Data supplied:

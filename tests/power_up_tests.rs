#![allow(missing_docs)]

mod common;

use common::create_test_params;
use geo::Point;
use taxi_rush::simulation::collision::{Collider, Collision, EntityKind, PickupKind};
use taxi_rush::simulation::power_up::{Pickup, PowerPhase, PowerTimer, PowerUpState};

fn collider(kind: EntityKind) -> Collider {
    Collider {
        kind,
        pos: Point::new(0.0, 0.0),
        radius: 30.0,
        damage: 0.0,
    }
}

#[test]
fn test_timer_runs_expires_then_goes_idle() {
    let mut timer = PowerTimer::new(3);
    assert_eq!(timer.advance(), PowerPhase::Idle);

    timer.activate();
    assert_eq!(timer.advance(), PowerPhase::Running);
    assert_eq!(timer.advance(), PowerPhase::Running);
    assert_eq!(timer.advance(), PowerPhase::Expired);
    assert!(timer.is_active());
    assert_eq!(timer.frames(), 3);

    assert_eq!(timer.advance(), PowerPhase::Idle);
    assert!(!timer.is_active());
}

#[test]
fn test_reactivation_restarts_count() {
    let mut timer = PowerTimer::new(3);
    timer.activate();
    timer.advance();
    timer.advance();

    timer.activate();
    assert_eq!(timer.frames(), 0);
    assert_eq!(timer.advance(), PowerPhase::Running);
}

#[test]
fn test_state_activates_matching_timer() {
    let params = create_test_params();
    let mut powers = PowerUpState::new(&params);

    powers.activate(PickupKind::Coin);

    assert!(powers.coin.is_active());
    assert!(!powers.invincible.is_active());
}

#[test]
fn test_pickup_collected_by_taxi_or_driver_once() {
    let params = create_test_params();
    let mut coin = Pickup::new(PickupKind::Coin, Point::new(0.0, 10.0), &params);

    assert!(!coin.test(&collider(EntityKind::EnemyCar)));
    assert!(!coin.test(&collider(EntityKind::Passenger)));
    assert!(coin.test(&collider(EntityKind::Driver)));
    assert!(coin.test(&collider(EntityKind::Taxi)));

    coin.resolve(&collider(EntityKind::Taxi));
    assert!(coin.is_consumed());
    assert!(!coin.test(&collider(EntityKind::Taxi)));
}
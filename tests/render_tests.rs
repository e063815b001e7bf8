#![allow(missing_docs)]
#![allow(clippy::float_cmp)]

mod common;

use common::{create_test_params, create_world};
use rand::SeedableRng;
use rand::rngs::StdRng;
use taxi_rush::simulation::input::MoveIntent;
use taxi_rush::simulation::render::{Sprite, hud, render_hints};

const LAYOUT: &str = "TAXI,100,500\nPASSENGER,100,500,2,100,300,1\nPASSENGER,600,0,1,100,200,0\nCOIN,300,0\n";

#[test]
fn test_hints_before_pickup() {
    let params = create_test_params();
    let world = create_world(&params, LAYOUT);

    let hints = render_hints(&world, &params);

    let passengers: Vec<_> = hints
        .iter()
        .filter(|h| h.sprite == Sprite::Passenger)
        .collect();
    assert_eq!(passengers.len(), 2);
    // Idle passengers show their priority and fare
    assert_eq!(passengers[0].label.as_deref(), Some("2 310.0"));
    assert!(hints.iter().any(|h| h.sprite == Sprite::Coin));
    assert!(!hints.iter().any(|h| h.sprite == Sprite::Driver));
    assert_eq!(hints[0].sprite, Sprite::Taxi);
}

#[test]
fn test_riding_passenger_is_hidden_and_flag_shown() {
    let params = create_test_params();
    let mut world = create_world(&params, LAYOUT);
    let mut rng = StdRng::seed_from_u64(1);

    world.step(&params, MoveIntent::idle(), &mut rng);
    let hints = render_hints(&world, &params);

    let passengers = hints
        .iter()
        .filter(|h| h.sprite == Sprite::Passenger)
        .count();
    assert_eq!(passengers, 1);
    assert!(hints.iter().any(|h| h.sprite == Sprite::Flag));
}

#[test]
fn test_hud_summary() {
    let params = create_test_params();
    let mut world = create_world(&params, LAYOUT);
    let mut rng = StdRng::seed_from_u64(1);

    let before = hud(&world, &params);
    assert_eq!(before.passenger_health, 100.0);
    assert!(before.trip.is_none());
    assert!(before.coin_frames.is_none());

    world.step(&params, MoveIntent::idle(), &mut rng);
    let after = hud(&world, &params);

    assert_eq!(after.frames_remaining, 9_999);
    assert_eq!(after.taxi_health, 100.0);
    let trip = after.trip.expect("trip in progress");
    assert!(trip.ongoing);
    assert_eq!(trip.earnings, 310.0);
    assert_eq!(trip.priority, 2);
    assert!(!after.raining);
}
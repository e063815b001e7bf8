//! Countdowns shared by cars, the driver and passengers.
//!
//! A [`HitWindow`] is the invincibility period that follows a damaging hit;
//! a [`Bounce`] is the short vertical shove that follows any contact.

use serde::{Deserialize, Serialize};

/// Post-hit countdown during which no further damage is taken.
#[derive(Debug, Clone, Serialize, Deserialize)]
pub struct HitWindow {
    remaining: u32,
    duration: u32,
}

impl HitWindow {
    /// Creates a closed window that lasts `duration` ticks once started.
    pub fn new(duration: u32) -> Self {
        Self {
            remaining: 0,
            duration,
        }
    }

    /// `true` while the window is counting down.
    pub fn is_running(&self) -> bool {
        self.remaining > 0
    }

    /// Ticks left before the window closes.
    pub fn remaining(&self) -> u32 {
        self.remaining
    }

    /// Opens the window for its full duration.
    pub fn start(&mut self) {
        self.remaining = self.duration;
    }

    /// Counts down one tick.
    ///
    /// # Returns
    ///
    /// `true` on the tick the window closes, `false` otherwise.
    pub fn tick(&mut self) -> bool {
        if self.remaining == 0 {
            return false;
        }
        self.remaining -= 1;
        self.remaining == 0
    }
}

/// Which way a bounce pushes the entity along the Y axis.
#[derive(Debug, Clone, Copy, PartialEq, Eq, Serialize, Deserialize)]
pub enum BounceDirection {
    /// Towards smaller Y (up the screen).
    Up,
    /// Towards larger Y (down the screen).
    Down,
}

/// Vertical displacement applied for a fixed number of ticks after contact.
#[derive(Debug, Clone, Serialize, Deserialize)]
pub struct Bounce {
    remaining: u32,
    duration: u32,
    direction: BounceDirection,
    /// Displacement per tick.
    pub speed: f64,
}

impl Bounce {
    /// Creates an idle bounce.
    pub fn new(duration: u32, speed: f64) -> Self {
        Self {
            remaining: 0,
            duration,
            direction: BounceDirection::Up,
            speed,
        }
    }

    /// Starts (or restarts) the bounce away from a partner at `other_y`.
    ///
    /// An entity below its partner is pushed further down, anything else is
    /// pushed up.
    pub fn trigger(&mut self, own_y: f64, other_y: f64) {
        self.remaining = self.duration;
        self.direction = if own_y > other_y {
            BounceDirection::Down
        } else {
            BounceDirection::Up
        };
    }

    /// `true` while displacement is still being applied.
    pub fn is_active(&self) -> bool {
        self.remaining > 0
    }

    /// Current direction of the bounce.
    pub fn direction(&self) -> BounceDirection {
        self.direction
    }

    /// Consumes one tick of the bounce.
    ///
    /// # Returns
    ///
    /// The Y offset to apply this tick (zero once the bounce is over).
    pub fn step(&mut self) -> f64 {
        if self.remaining == 0 {
            return 0.0;
        }
        self.remaining -= 1;
        match self.direction {
            BounceDirection::Down => self.speed,
            BounceDirection::Up => -self.speed,
        }
    }
}
//! Persistent high-score list stored as `name,score` lines.

use std::fs::OpenOptions;
use std::io::{self, Write};
use std::path::PathBuf;

/// One leaderboard line.
#[derive(Debug, Clone, PartialEq)]
pub struct ScoreEntry {
    /// Player name.
    pub name: String,
    /// Final score.
    pub score: f64,
}

/// Append-only score file.
#[derive(Debug, Clone)]
pub struct Leaderboard {
    path: PathBuf,
}

impl Leaderboard {
    /// Wraps the score file at `path`; nothing is read until asked.
    pub fn new(path: impl Into<PathBuf>) -> Self {
        Self { path: path.into() }
    }

    /// Appends `name,score` with the score to two decimals, creating the file
    /// if needed.
    pub fn record(&self, name: &str, score: f64) -> io::Result<()> {
        let mut file = OpenOptions::new()
            .create(true)
            .append(true)
            .open(&self.path)?;
        writeln!(file, "{},{:.2}", name.replace(',', " "), score)?;
        tracing::info!(name, score, "score recorded");
        Ok(())
    }

    /// Highest `n` scores, best first.
    ///
    /// A missing file is an empty leaderboard. Malformed lines are skipped.
    pub fn top_scores(&self, n: usize) -> io::Result<Vec<ScoreEntry>> {
        let text = match std::fs::read_to_string(&self.path) {
            Ok(text) => text,
            Err(err) if err.kind() == io::ErrorKind::NotFound => return Ok(Vec::new()),
            Err(err) => return Err(err),
        };

        let mut entries: Vec<ScoreEntry> = text.lines().filter_map(parse_line).collect();
        entries.sort_by(|a, b| b.score.total_cmp(&a.score));
        entries.truncate(n);
        Ok(entries)
    }
}

fn parse_line(line: &str) -> Option<ScoreEntry> {
    let (name, score) = line.trim().rsplit_once(',')?;
    let score: f64 = score.trim().parse().ok()?;
    if name.is_empty() || !score.is_finite() {
        tracing::warn!(line, "skipping malformed leaderboard line");
        return None;
    }
    Some(ScoreEntry {
        name: name.to_string(),
        score,
    })
}
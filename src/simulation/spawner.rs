//! Random spawns: traffic, fireballs and replacement taxis.
//!
//! Every draw comes from the caller's RNG so a seeded generator replays a
//! session exactly.

use geo::Point;
use rand::Rng;
use rand::seq::IndexedRandom;

use super::car::{self, Car, CarKind};
use super::events::WorldEvent;
use super::fireball::Fireball;
use super::params::Params;

/// Draws an integer in `1..=roll_max`.
pub fn roll(params: &Params, rng: &mut impl Rng) -> u32 {
    rng.random_range(1..=params.spawn.roll_max)
}

/// Maybe queues a new traffic car.
///
/// A roll divisible by `car_modulus` spawns a car; if it is also divisible
/// by `enemy_modulus` the car is an enemy. The car enters in a random lane,
/// either above or below the visible road.
pub fn spawn_traffic(params: &Params, rng: &mut impl Rng) -> Option<WorldEvent> {
    let roll = roll(params, rng);
    if roll % params.spawn.car_modulus != 0 {
        return None;
    }
    let kind = if roll % params.spawn.enemy_modulus == 0 {
        CarKind::EnemyCar
    } else {
        CarKind::OtherCar
    };
    let lane = *params.lanes.choose(rng)?;
    let y = if rng.random_bool(0.5) {
        params.spawn.top_y
    } else {
        params.spawn.bottom_y
    };
    let speed_y = car::random_speed_y(car::traffic_params(kind, params), rng);
    Some(WorldEvent::CarSpawned {
        kind,
        pos: Point::new(lane, y),
        speed_y,
    })
}

/// Maybe queues a fireball from `shooter`.
pub fn launch_fireball(shooter: &Car, params: &Params, rng: &mut impl Rng) -> Option<WorldEvent> {
    if !shooter.can_shoot() {
        return None;
    }
    if roll(params, rng) % params.spawn.fireball_modulus != 0 {
        return None;
    }
    Some(WorldEvent::FireballLaunched {
        pos: Fireball::launch_point(shooter.pos, shooter.radius, params),
        owner_id: shooter.id,
    })
}

/// Picks where a replacement taxi appears: the leftmost or rightmost lane,
/// at a random Y within the configured range.
pub fn taxi_respawn_point(params: &Params, rng: &mut impl Rng) -> Point<f64> {
    let lanes = &params.lanes;
    let first = lanes.first().copied().unwrap_or_default();
    let last = lanes.last().copied().unwrap_or(first);
    let x = if rng.random_bool(0.5) { first } else { last };
    let y = rng.random_range(params.taxi.next_spawn_min_y..=params.taxi.next_spawn_max_y);
    Point::new(x, f64::from(y))
}
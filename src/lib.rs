//! # Taxi Rush - Arcade Taxi Collision and Trip Engine
//!
//! A top-down driving game: the player steers a taxi through traffic, picks
//! up passengers and drops them at their flags for a fare, while dodging
//! enemy fireballs and surviving crashes on foot.
//!
//! ## Features
//!
//! - Circle-based collision detection with per-entity reactions
//! - Invincibility windows and bounce displacement after impacts
//! - Taxi wrecks, driver ejection and taxi respawn
//! - Passenger lifecycle with weather- and coin-driven priority
//! - Trip earnings, overshoot penalty and profit
//! - Coin and invincibility power-ups
//! - Deterministic ticks from a caller-supplied RNG
//! - Save/load session snapshots and a score leaderboard
//!
//! ## Core Modules
//!
//! - [`simulation::world`] - Session state and the per-tick update
//! - [`simulation::collisions`] - The per-tick collision pass
//! - [`simulation::car`] - Taxi and traffic state machine
//! - [`simulation::passenger`] - Passenger lifecycle
//! - [`simulation::trip`] - Trip earnings and drop-off flags
//! - [`simulation::events`] - Staged structural changes

/// Core simulation logic and data structures.
pub mod simulation {
    /// Vehicle state machine: health, hit window, bounce, destruction.
    pub mod car;
    /// Collision capability and the entity kinds it dispatches on.
    pub mod collision;
    /// Per-tick collision pass.
    pub mod collisions;
    /// The player avatar.
    pub mod driver;
    /// Smoke and fire effects.
    pub mod effect;
    /// Startup error types.
    pub mod error;
    /// Recent gameplay events for on-screen display.
    pub mod event_log;
    /// Event queue for staged world updates.
    pub mod events;
    /// Projectiles launched by enemy cars.
    pub mod fireball;
    /// Geometric utility functions for distance calculations.
    pub mod geometric_utils;
    /// Player input.
    pub mod input;
    /// World layout parsing.
    pub mod layout;
    /// High-score file.
    pub mod leaderboard;
    /// Trait for entities with a position and radius.
    ///
    /// The [`locatable::Locatable`] trait is implemented by every entity that
    /// sits on the road and scrolls with it (cars, driver, passengers,
    /// fireballs, pickups, flags).
    pub mod locatable;
    /// Game parameters.
    pub mod params;
    /// Passenger lifecycle and priority.
    pub mod passenger;
    /// Power-up pickups and timers.
    pub mod power_up;
    /// Render hints and HUD summary.
    pub mod render;
    /// Random traffic, fireballs and taxi respawns.
    pub mod spawner;
    /// Hit window and bounce countdowns.
    pub mod timers;
    /// Trip ledger and drop-off flags.
    pub mod trip;
    /// Weather schedule.
    pub mod weather;
    /// Session state and the per-tick update.
    pub mod world;
}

Task description:
Identify the lines of the data that contain the word "PickupKind". Copy each of them.

Solution for this exercise:
use taxi_rush::simulation::collision::{Collider, Collision, EntityKind, PickupKind};
    powers.activate(PickupKind::Coin);
    let mut coin = Pickup::new(PickupKind::Coin, Point::new(0.0, 10.0), &params);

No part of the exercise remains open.